For the sake of running this analysis locally, we’re going to drastically reduce the number of features used as predictive variables.
Feature selection is an important step in pre-processing data prior to training a model. We have a decently-sized dataset, but I prefer not spending samples performing supervised feature selection (e.g. running t-tests to extract features we suspect to be associated with the outcome). Instead, we’ll apply unsupervised feature selection by removing low variance and highly correlated features.

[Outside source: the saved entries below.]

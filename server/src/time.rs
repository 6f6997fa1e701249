//! Time source abstraction for deterministic date filters.
//!
//! Relative date operators (`isInTheLast`, `isNotInTheLast`) are evaluated
//! against "now". The compiler never reads the wall clock directly; it asks a
//! `TimeSource`, so production uses the system clock and tests pin time.

use chrono::{DateTime, TimeDelta, Utc};

/// Abstraction over the current instant.
pub trait TimeSource: Send + Sync {
    /// The current instant in UTC.
    fn now(&self) -> DateTime<Utc>;
}

/// Real time source using the system clock.
///
/// This is the default implementation used in production.
#[derive(Debug, Clone, Copy, Default)]
pub struct SystemTimeSource;

impl TimeSource for SystemTimeSource {
    fn now(&self) -> DateTime<Utc> {
        Utc::now()
    }
}

/// A time source frozen at a fixed instant.
///
/// Time only moves when a new source is derived with [`FixedTimeSource::advanced_by`].
#[derive(Debug, Clone, Copy, PartialEq, Eq)]
pub struct FixedTimeSource {
    now: DateTime<Utc>,
}

impl FixedTimeSource {
    #[must_use]
    pub const fn new(now: DateTime<Utc>) -> Self {
        Self { now }
    }

    /// A source frozen at `1_700_000_000` seconds (November 2023).
    #[must_use]
    pub fn default_start() -> Self {
        Self::new(
            DateTime::from_timestamp(1_700_000_000, 0).unwrap_or(DateTime::<Utc>::MIN_UTC),
        )
    }

    /// A copy of this source moved forward by `delta`.
    ///
    /// Saturates at the maximum representable instant.
    #[must_use]
    pub fn advanced_by(&self, delta: TimeDelta) -> Self {
        Self::new(
            self.now
                .checked_add_signed(delta)
                .unwrap_or(DateTime::<Utc>::MAX_UTC),
        )
    }
}

impl Default for FixedTimeSource {
    fn default() -> Self {
        Self::default_start()
    }
}

impl TimeSource for FixedTimeSource {
    fn now(&self) -> DateTime<Utc> {
        self.now
    }
}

First, let’s use caret’s build in “nearZeroVar” function. From the documentation, this function removes features with: one unique value (i.e. are zero variance predictors) or predictors that are have both of the following characteristics: they have very few unique values relative to the number of samples and the ratio of the frequency of the most common value to the frequency of the second most common value is large.
## [1] "Removed: 3050 features (12.35%)"
Now, we’ll use all rectum biopsies to predict Control from IBD (CD or UC)
We will first use glmnet to establish a proof-of-principle that this prediction can be made. Because we have a good sample size, we’ll rebalance the dataset during CV by randomly downsampling to the smallest class.
##
## Control IBD
## 221 660
Even after aggressive feature selection and downsampling, elastic net can predict IBD from controls with an AUC of 0.906. Quite an impressive looking ROC, albeit for internal validation.
I stated before that I don’t consider this a very useful problem to solve. The clinician can make a determination of IBD or not well enough. In fact, I suspect that the high AUC is leveraging the fact that inflammation (visible on endoscopy) is represented by a highly discriminative transcriptomic signature alone, and this model would fail in discriminating IBD in non-inflamed samples. Let’s explore this suspicion.
Here, it is evident that the model is most discriminative if the tissue is inflamed. There does appear to be a signal in the non-inflamed UC rectum, but less so for CD.
We also have ileum data, which is more specific for CD. Since the rectum should be more specific to UC, a hypothesis can be raised that I have not seen tested before:
Could an ensemble of 2 machine learning models (one trained on the rectum and one trained on the ileum) diagnose IBD from controls in the absence of inflammation ?
To review, we’ve limited the dataset patients with matching ileum and rectum samples. We’ve removed pseudoreplicates, such that each patient is only represented once. Lastly, we’ve filtered out low variance and highly correlated (R > 0.70) features.
Now we can continue on to building the ensemble. We’ll build separate classifiers: one for predicting IBD in ileum samples, and one for predicting IBD in rectum samples.
Of note: we will need a consistent CV scheme that both models will use. Because we are also downsampling, we will pull out the CV scheme from the first model and apply it to the second (and ensemble).
This rectum-only model is doing what we want it to: predict CD or UC from non-inflamed rectal tissues.
Since inflammation in rectal tissue is not specific to CD or UC, we’ll build a similar classifier using ileum samples.
This ileum-only model appears to perform better at predicting CD, which makes sense because inflammation in ileal tissue is generally specific to CD.
Now, let’s build an ensemble model using a caret extension.
Does this classifier work more equally for CD and UC?
We see the model is near equally sensitive for CD and UC. In other words, it’s doing what we wanted this sort of ensemble to do.
There are several reasons why the transcriptome of non-inflamed intestinal biopsies could be different between IBD and non-IBD controls.
For instance, IBD is treated with immunomodulatory drugs, which can leave a transcriptomic footprint in the tissue, inflamed or not.
Or, longstanding IBD in remission may have a persistent transcriptomic signature (including what the authors call “molecular inflammation”), despite already having been diagnosed and treated in the past.
Therefore, there is limited utility in this particular model without having included new-onset, treatment-naive patients.